The former CEO put in £3 million of his own money. That's a signal, isn't it?
It is. It says he believed in the company enough to risk his own capital. But it also says the company needed that kind of desperation move just to convince other shareholders to participate. When the CEO has to go that far, you're already in trouble.
Morrisons and EG Group are both interested. Why didn't they just buy it?
Because the price of entry is too high relative to what they'd get. Morrisons proposed a deal where the banks would take losses on their debt. The banks said no. When creditors won't budge, there's nowhere left to negotiate.
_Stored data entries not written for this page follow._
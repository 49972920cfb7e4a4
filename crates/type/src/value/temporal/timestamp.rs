// SPDX-License-Identifier: MIT
// Copyright (c) 2025 ReifyDB

use std::fmt::{Display, Formatter};

use serde::{
	Deserialize, Deserializer, Serialize, Serializer,
	de::{self, Visitor},
};

use crate::value::{
	Date, Time,
	temporal::parse::parse_timestamp,
};

const NANOS_PER_SECOND: u64 = 1_000_000_000;

/// A date and time of day with nanosecond precision
#[derive(Copy, Clone, Debug, Default, PartialEq, Eq, Hash, PartialOrd, Ord)]
pub struct Timestamp {
	date: Date,
	nanos_of_day: u64,
}

impl Timestamp {
	pub fn new(date: Date, time: Time, nanosecond: u32) -> Option<Self> {
		if nanosecond as u64 >= NANOS_PER_SECOND {
			return None;
		}
		Some(Self {
			date,
			nanos_of_day: time.to_seconds_of_day() as u64 * NANOS_PER_SECOND + nanosecond as u64,
		})
	}

	/// Midnight at the start of `date`
	pub fn from_date(date: Date) -> Self {
		Self {
			date,
			nanos_of_day: 0,
		}
	}

	pub fn from_parts(date: Date, time: Time) -> Self {
		Self {
			date,
			nanos_of_day: time.to_seconds_of_day() as u64 * NANOS_PER_SECOND,
		}
	}

	pub fn date(&self) -> Date {
		self.date
	}

	/// The time of day, truncated to seconds
	pub fn time(&self) -> Time {
		let seconds = (self.nanos_of_day / NANOS_PER_SECOND) as u32;
		Time::from_seconds_of_day(seconds).unwrap_or_default()
	}

	pub fn nanosecond(&self) -> u32 {
		(self.nanos_of_day % NANOS_PER_SECOND) as u32
	}
}

impl Display for Timestamp {
	fn fmt(&self, f: &mut Formatter<'_>) -> std::fmt::Result {
		let fraction = format!("{:09}", self.nanosecond());
		let fraction = fraction.trim_end_matches('0');
		let fraction = if fraction.is_empty() {
			"0"
		} else {
			fraction
		};
		write!(f, "{} {}.{}", self.date, self.time(), fraction)
	}
}

impl Serialize for Timestamp {
	fn serialize<S>(&self, serializer: S) -> Result<S::Ok, S::Error>
	where
		S: Serializer,
	{
		serializer.serialize_str(&self.to_string())
	}
}

struct TimestampVisitor;

impl<'de> Visitor<'de> for TimestampVisitor {
	type Value = Timestamp;

	fn expecting(&self, formatter: &mut std::fmt::Formatter) -> std::fmt::Result {
		formatter.write_str("a timestamp in the format YYYY-MM-DD HH:MM:SS[.fffffffff]")
	}

	fn visit_str<E>(self, value: &str) -> Result<Timestamp, E>
	where
		E: de::Error,
	{
		parse_timestamp(value, true).map_err(|e| E::custom(e.message.clone()))
	}
}

impl<'de> Deserialize<'de> for Timestamp {
	fn deserialize<D>(deserializer: D) -> Result<Self, D::Error>
	where
		D: Deserializer<'de>,
	{
		deserializer.deserialize_str(TimestampVisitor)
	}
}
What happens to the 16,000 people working there?
Some will find jobs if a buyer emerges from administration. Some won't. The stores themselves might survive under new ownership, but the workforce will be smaller and the terms will be worse. That's how retail insolvencies typically play out.
Is this the end of convenience stores in Britain?
No. It's the end of this particular operator at this particular moment. The stores will likely be bought and reopened. But it's another sign that the old model of retail—high street density, traditional employment—is being replaced by something else.